■ EXTRACTED MATERIAL
pub mod config;
pub mod database;
pub mod executor;
pub mod planner;
pub mod storage;
pub mod types;
pub mod utils;

pub use config::DatabaseConfig;
pub use database::{Database, QueryOutput};
pub use types::error::{DatabaseError, Result};
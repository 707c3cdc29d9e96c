use std::path::Path;

use tempfile::TempDir;

use crate::{config::DatabaseConfig, database::Database, types::error::DatabaseError};

/// A database living in its own temporary directory, removed on drop
pub struct TempDatabase {
    pub dir: TempDir,
    pub database: Database,
}

impl TempDatabase {
    pub fn new() -> Result<Self, DatabaseError> {
        Self::with_prefix("lajur_test")
    }

    pub fn with_prefix(prefix: &str) -> Result<Self, DatabaseError> {
        let dir = tempfile::Builder::new().prefix(prefix).tempdir()?;
        let database = Database::open(DatabaseConfig::new(dir.path()))?;
        Ok(Self { dir, database })
    }

    pub fn path(&self) -> &Path {
        self.dir.path()
    }

    pub fn config(&self) -> DatabaseConfig {
        DatabaseConfig::new(self.dir.path())
    }

    /// Drop the open database and open the same directory again
    pub fn reopen(self) -> Result<Self, DatabaseError> {
        let Self { dir, database } = self;
        drop(database);
        let database = Database::open(DatabaseConfig::new(dir.path()))?;
        Ok(Self { dir, database })
    }
}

■ WORK TO BE COMPLETED
What is needed here is the full listing, restated word for word.

■ RESULT BELOW
pub mod config;
pub mod database;
pub mod executor;
pub mod planner;
pub mod storage;
pub mod types;
pub mod utils;

pub use config::DatabaseConfig;
pub use database::{Database, QueryOutput};
pub use types::error::{DatabaseError, Result};
repository 707c3cdc29d9e96c
use std::path::Path;

use tempfile::TempDir;

use crate::{config::DatabaseConfig, database::Database, types::error::DatabaseError};

/// A database living in its own temporary directory, removed on drop
pub struct TempDatabase {
    pub dir: TempDir,
    pub database: Database,
}

impl TempDatabase {
    pub fn new() -> Result<Self, DatabaseError> {
        Self::with_prefix("lajur_test")
    }

    pub fn with_prefix(prefix: &str) -> Result<Self, DatabaseError> {
        let dir = tempfile::Builder::new().prefix(prefix).tempdir()?;
        let database = Database::open(DatabaseConfig::new(dir.path()))?;
        Ok(Self { dir, database })
    }

    pub fn path(&self) -> &Path {
        self.dir.path()
    }

    pub fn config(&self) -> DatabaseConfig {
        DatabaseConfig::new(self.dir.path())
    }

    /// Drop the open database and open the same directory again
    pub fn reopen(self) -> Result<Self, DatabaseError> {
        let Self { dir, database } = self;
        drop(database);
        let database = Database::open(DatabaseConfig::new(dir.path()))?;
        Ok(Self { dir, database })
    }
}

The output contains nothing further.